A Ukrainian businessman who became the nation’s health minister at the beginning of the pandemic has now had a warrant issued for his arrest, with a $12 million embezzlement alleged.
Ukraine’s Higher Anti-Corruption Court ordered the detention of former health minister Maksym Stepanov on Thursday, they said in a statement, noting the businessman could not be arrested as he has already left the country.
Ukrainian state broadcaster Suspline reports Stepanov is suspected of having embezzled nearly half a billion hryvnias ($12 million) during his time as the director of a state-owned business that printed, among other documents, passports and driving licenses for Ukraine.
It is said he used a private business to sell the raw materials for these documents to the state company he led at grossly inflated prices, pocketing the difference and that the embezzlement was detected with help from colleagues in Estonia and France. These allegations have yet to be proven in a court of law.
A video publicising the order by the Anti-Corruption Court claimed the proxy company supplying inflated materials was acquired in 2013 and asserted the money was sent abroad, to Stepanov’s own accounts and those of his family members, including to the United States. “Ukrainians were forced to overpay for documents due to a corrupt scheme for several years”, the video asserted.
After running the state printing plant, Maksym Stepanov became a government minister for Volodymyr Zelensky’s ‘Servant of the People’ party in March 2020, taking on the health position just as the world was plunged into coronavirus lockdowns.

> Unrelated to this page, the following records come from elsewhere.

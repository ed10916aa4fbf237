//! Download side of the transfer controller

use std::path::Path;

use futures::StreamExt;
use tokio::io::AsyncWriteExt;

use super::TransferController;
use crate::error::{Error, Result};
use crate::traits::{ByteStream, RangeRequest};

/// Byte range of a download.
///
/// `end` is inclusive; `end == 0` means "to the end of the file". The zero
/// range requests the whole file without any range header.
#[derive(Debug, Clone, Copy, Default, PartialEq, Eq)]
pub struct ByteRange {
    pub offset: u64,
    pub end: u64,
}

impl ByteRange {
    /// The whole file
    pub const FULL: ByteRange = ByteRange { offset: 0, end: 0 };

    /// From `offset` to the end of the file
    pub const fn from_offset(offset: u64) -> Self {
        Self { offset, end: 0 }
    }

    /// Inclusive range `[offset, end]`
    pub const fn new(offset: u64, end: u64) -> Self {
        Self { offset, end }
    }

    /// Whether a range header has to be sent
    pub const fn is_ranged(&self) -> bool {
        self.offset != 0 || self.end != 0
    }

    /// `Range` header value, if any
    pub fn header_value(&self) -> Option<String> {
        match (self.is_ranged(), self.end) {
            (false, _) => None,
            (true, 0) => Some(format!("bytes={}-", self.offset)),
            (true, end) => Some(format!("bytes={}-{end}", self.offset)),
        }
    }
}

impl TransferController {
    /// Stream the bytes of a file, optionally restricted to a range
    pub async fn download(&self, file_id: &str, range: ByteRange) -> Result<ByteStream> {
        if file_id.is_empty() {
            return Err(Error::InvalidArgument("file id is required".into()));
        }
        if range.end != 0 && range.end < range.offset {
            return Err(Error::InvalidArgument(format!(
                "range end {} precedes offset {}",
                range.end, range.offset
            )));
        }

        let url = self
            .session
            .store()
            .download_url(self.session.space(), file_id)
            .await?;
        let mut request = RangeRequest::new(url);
        if let Some(value) = range.header_value() {
            request = request.header("Range", value);
        }

        tracing::debug!("download {file_id}: {range:?}");
        let response = self.transport().get(request).await?;
        match response.status {
            206 => Ok(response.body),
            200 if !range.is_ranged() => Ok(response.body),
            200 => {
                tracing::warn!("download {file_id}: server ignored range {range:?}");
                Err(Error::Transport(format!(
                    "download of {file_id} ignored the requested range starting at {}",
                    range.offset
                )))
            }
            404 => Err(Error::NotFound(format!("file {file_id}"))),
            416 => Err(Error::InvalidArgument(format!(
                "range starting at {} is not satisfiable for {file_id}",
                range.offset
            ))),
            status => Err(match response.error_code.as_deref() {
                Some(code) => Error::from_api_code(code, format!("download of {file_id}")),
                None => Error::Transport(format!(
                    "download of {file_id} failed with status {status}"
                )),
            }),
        }
    }

    /// Download a file to `dest`, continuing a partial local copy.
    ///
    /// Returns the final local size.
    pub async fn download_to_file(&self, file_id: &str, dest: &Path) -> Result<u64> {
        let entry = self
            .session
            .store()
            .get_entry(self.session.space(), file_id)
            .await?;
        if entry.is_folder {
            return Err(Error::InvalidArgument(format!("{file_id} is a folder")));
        }

        let mut existing = match tokio::fs::metadata(dest).await {
            Ok(meta) => meta.len(),
            Err(e) if e.kind() == std::io::ErrorKind::NotFound => 0,
            Err(e) => return Err(e.into()),
        };
        if existing > entry.size {
            tracing::warn!(
                "{} is larger than the remote file, downloading again",
                dest.display()
            );
            existing = 0;
        }
        if existing == entry.size && existing > 0 {
            tracing::debug!("{} already complete", dest.display());
            return Ok(existing);
        }

        if let Some(parent) = dest.parent() {
            tokio::fs::create_dir_all(parent).await?;
        }
        let mut file = tokio::fs::OpenOptions::new()
            .create(true)
            .write(true)
            .truncate(existing == 0)
            .append(existing > 0)
            .open(dest)
            .await?;

        if existing > 0 {
            tracing::info!("resuming {} at byte {existing}", dest.display());
        }
        let mut body = self
            .download(file_id, ByteRange::from_offset(existing))
            .await?;
        let mut written = existing;
        while let Some(chunk) = body.next().await {
            let chunk = chunk?;
            file.write_all(&chunk).await?;
            written += chunk.len() as u64;
        }
        file.flush().await?;

        if written != entry.size {
            return Err(Error::Transport(format!(
                "download of {file_id} ended at {written} of {} bytes",
                entry.size
            )));
        }
        Ok(written)
    }
}

#[cfg(test)]
mod tests {
    use std::sync::Arc;

    use futures::stream;

    use super::*;
    use crate::entry::{Entry, Space};
    use crate::session::Session;
    use crate::traits::{GetResponse, MockPanStore, MockTransport};

    fn body(chunks: Vec<Vec<u8>>) -> ByteStream {
        stream::iter(chunks.into_iter().map(Ok)).boxed()
    }

    fn store_with_url() -> MockPanStore {
        let mut store = MockPanStore::new();
        store
            .expect_download_url()
            .returning(|_, id| Ok(format!("mem://download/{id}")));
        store
    }

    fn controller(store: MockPanStore, transport: MockTransport) -> TransferController {
        TransferController::new(Session::new(Arc::new(store), Space::Personal), Arc::new(transport))
    }

    async fn collect(stream: ByteStream) -> Vec<u8> {
        stream
            .map(|c| c.unwrap())
            .collect::<Vec<_>>()
            .await
            .concat()
    }

    #[test]
    fn test_byte_range_header() {
        assert_eq!(ByteRange::FULL.header_value(), None);
        assert_eq!(ByteRange::from_offset(100).header_value().as_deref(), Some("bytes=100-"));
        assert_eq!(ByteRange::new(0, 99).header_value().as_deref(), Some("bytes=0-99"));
        assert_eq!(ByteRange::new(10, 20).header_value().as_deref(), Some("bytes=10-20"));
    }

    #[tokio::test]
    async fn test_full_download_sends_no_range() {
        let mut transport = MockTransport::new();
        transport
            .expect_get()
            .withf(|req| req.url == "mem://download/f1" && req.header_value("Range").is_none())
            .times(1)
            .returning(|_| {
                Ok(GetResponse {
                    status: 200,
                    error_code: None,
                    body: body(vec![b"hello ".to_vec(), b"world".to_vec()]),
                })
            });
        let controller = controller(store_with_url(), transport);
        let stream = controller.download("f1", ByteRange::FULL).await.unwrap();
        assert_eq!(collect(stream).await, b"hello world");
    }

    #[tokio::test]
    async fn test_ranged_download() {
        let mut transport = MockTransport::new();
        transport
            .expect_get()
            .withf(|req| req.header_value("Range") == Some("bytes=6-"))
            .returning(|_| {
                Ok(GetResponse {
                    status: 206,
                    error_code: None,
                    body: body(vec![b"world".to_vec()]),
                })
            });
        let controller = controller(store_with_url(), transport);
        let stream = controller
            .download("f1", ByteRange::from_offset(6))
            .await
            .unwrap();
        assert_eq!(collect(stream).await, b"world");
    }

    #[tokio::test]
    async fn test_ignored_range_is_an_error() {
        let mut transport = MockTransport::new();
        transport.expect_get().returning(|_| {
            Ok(GetResponse {
                status: 200,
                error_code: None,
                body: body(vec![b"hello world".to_vec()]),
            })
        });
        let controller = controller(store_with_url(), transport);
        assert!(matches!(
            controller.download("f1", ByteRange::from_offset(6)).await,
            Err(Error::Transport(_))
        ));
        // A bounded range from the start must not yield the whole file either
        assert!(matches!(
            controller.download("f1", ByteRange::new(0, 4)).await,
            Err(Error::Transport(_))
        ));
    }

    #[tokio::test]
    async fn test_download_status_mapping() {
        let mut transport = MockTransport::new();
        transport.expect_get().returning(|req| {
            let status = if req.header_value("Range").is_some() { 416 } else { 404 };
            Ok(GetResponse {
                status,
                error_code: None,
                body: body(Vec::new()),
            })
        });
        let controller = controller(store_with_url(), transport);
        assert!(matches!(
            controller.download("f1", ByteRange::FULL).await,
            Err(Error::NotFound(_))
        ));
        assert!(matches!(
            controller.download("f1", ByteRange::from_offset(500)).await,
            Err(Error::InvalidArgument(_))
        ));
        assert!(matches!(
            controller.download("f1", ByteRange::new(10, 5)).await,
            Err(Error::InvalidArgument(_))
        ));
    }

    #[tokio::test]
    async fn test_download_to_file_resumes() {
        let dir = tempfile::TempDir::new().unwrap();
        let dest = dir.path().join("out.txt");
        std::fs::write(&dest, b"hello ").unwrap();

        let mut store = store_with_url();
        store
            .expect_get_entry()
            .returning(|_, id| Ok(Entry::file(id, "-11", "out.txt", 11, "X")));
        let mut transport = MockTransport::new();
        transport
            .expect_get()
            .withf(|req| req.header_value("Range") == Some("bytes=6-"))
            .times(1)
            .returning(|_| {
                Ok(GetResponse {
                    status: 206,
                    error_code: None,
                    body: body(vec![b"world".to_vec()]),
                })
            });

        let controller = controller(store, transport);
        let size = controller.download_to_file("f1", &dest).await.unwrap();
        assert_eq!(size, 11);
        assert_eq!(std::fs::read(&dest).unwrap(), b"hello world");

        // Already complete: no further request
        assert_eq!(controller.download_to_file("f1", &dest).await.unwrap(), 11);
    }
}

One of his major responsibilities was the rollout of Ukraine’s vaccination programme, but he was fired in May 2021 over the failure of the programme.

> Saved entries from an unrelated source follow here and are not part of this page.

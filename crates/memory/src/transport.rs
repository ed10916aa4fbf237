//! Byte transport for the in-memory drive
//!
//! Understands the `mem://upload/{id}` and `mem://download/{id}` URLs handed
//! out by [`MemoryStore`] and enforces the range rules of the real service:
//! an upload range must start exactly at the bytes already received.

use async_trait::async_trait;
use futures::StreamExt;

use pan_core::{Error, GetResponse, PutResponse, RangeRequest, Result, Transport};

use crate::store::MemoryStore;

const UPLOAD_PREFIX: &str = "mem://upload/";
const DOWNLOAD_PREFIX: &str = "mem://download/";

/// Chunk size of download bodies
const BODY_CHUNK: usize = 64 * 1024;

/// Parse `bytes=start-end` (end exclusive) from an upload range header
fn parse_upload_range(value: &str) -> Option<(u64, u64)> {
    let (start, end) = value.strip_prefix("bytes=")?.split_once('-')?;
    Some((start.parse().ok()?, end.parse().ok()?))
}

/// Parse `bytes=start-[end]` (end inclusive) from a download range header
fn parse_download_range(value: &str) -> Option<(u64, Option<u64>)> {
    let (start, end) = value.strip_prefix("bytes=")?.split_once('-')?;
    let end = if end.is_empty() {
        None
    } else {
        Some(end.parse().ok()?)
    };
    Some((start.parse().ok()?, end))
}

fn rejected(status: u16, code: &str) -> PutResponse {
    PutResponse {
        status,
        error_code: Some(code.to_string()),
        acked_offset: None,
    }
}

fn empty_body(status: u16) -> GetResponse {
    GetResponse {
        status,
        error_code: None,
        body: futures::stream::empty().boxed(),
    }
}

#[async_trait]
impl Transport for MemoryStore {
    async fn put(&self, request: RangeRequest, body: Vec<u8>) -> Result<PutResponse> {
        let mut inner = self.inner.lock();
        inner.stats.put_calls += 1;

        if let Some(budget) = inner.put_budget.as_mut() {
            if *budget == 0 {
                return Err(Error::Transport("connection reset by peer".into()));
            }
            *budget -= 1;
        }

        let upload_id = request
            .url
            .strip_prefix(UPLOAD_PREFIX)
            .ok_or_else(|| Error::Transport(format!("unknown upload url {}", request.url)))?;
        let Some(upload) = inner.uploads.get_mut(upload_id) else {
            return Ok(rejected(404, "UploadFileNotFound"));
        };
        if request.header_value("UploadFileId") != Some(upload_id) {
            return Ok(rejected(400, "InvalidArgument"));
        }
        let Some((start, end)) = request
            .header_value("Edrive-UploadFileRange")
            .and_then(parse_upload_range)
        else {
            return Ok(rejected(400, "InvalidArgument"));
        };
        if end < start || end - start != body.len() as u64 {
            return Ok(rejected(400, "InvalidArgument"));
        }

        let received = upload.data.len() as u64;
        if start != received {
            tracing::debug!("upload {upload_id}: range starts at {start}, have {received}");
            return Ok(rejected(400, "UploadOffsetVerifyFailed"));
        }
        if end > upload.session.total_size {
            return Ok(rejected(400, "InvalidArgument"));
        }

        upload.data.extend_from_slice(&body);
        Ok(PutResponse {
            status: 200,
            error_code: None,
            acked_offset: Some(end),
        })
    }

    async fn get(&self, request: RangeRequest) -> Result<GetResponse> {
        let content = {
            let mut inner = self.inner.lock();
            inner.stats.get_calls += 1;
            let file_id = request
                .url
                .strip_prefix(DOWNLOAD_PREFIX)
                .ok_or_else(|| Error::Transport(format!("unknown download url {}", request.url)))?;
            inner
                .trees
                .values()
                .find_map(|t| t.nodes.get(file_id))
                .filter(|n| !n.entry.is_folder)
                .map(|n| n.content.clone())
        };
        let Some(content) = content else {
            return Ok(empty_body(404));
        };

        let len = content.len() as u64;
        let (status, slice) = match request.header_value("Range") {
            None => (200, content),
            Some(value) => {
                let Some((start, end)) = parse_download_range(value) else {
                    return Ok(empty_body(416));
                };
                let last = end.unwrap_or(len.saturating_sub(1)).min(len.saturating_sub(1));
                if start >= len || last < start {
                    return Ok(empty_body(416));
                }
                (206, content[start as usize..=last as usize].to_vec())
            }
        };

        let chunks: Vec<Result<Vec<u8>>> = slice
            .chunks(BODY_CHUNK)
            .map(|c| Ok(c.to_vec()))
            .collect();
        Ok(GetResponse {
            status,
            error_code: None,
            body: futures::stream::iter(chunks).boxed(),
        })
    }
}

At that time, less than one million Ukrainians out of a population of 41 million had received a coronavirus vaccine dose, a rollout that was seen as unacceptably slow domestically. Weeks before he was fired, Stepanov said claims there was corruption in his department slowing the importation of vaccines were due to “dirty information attacks”.
The firing was not, perhaps, unusual. As reported by RadioFreeEurope at the time of Stepanov’s ouster in 2021, “President Volodymyr Zelenskiy’s cabinet has experienced significant turnover since the former comic took power in 2019.”
In recent weeks, the Ukrainian government has removed its defence minister after a flurry of corruption claims — he denied these were linked to his departure — and has even fired every regional military recruiting officer over claims they took cash to exempt young men from conscription.
While President Zelensky was elected on a promise to clean up politics in Ukraine, the persistent issue of corruption in the nation risks taking the shine off his own leadership. As reported this week, the vast majority of Ukrainians hold Zelensky directly responsible, as President, for corruption in the country, making it clear they expect him to deal with the problem.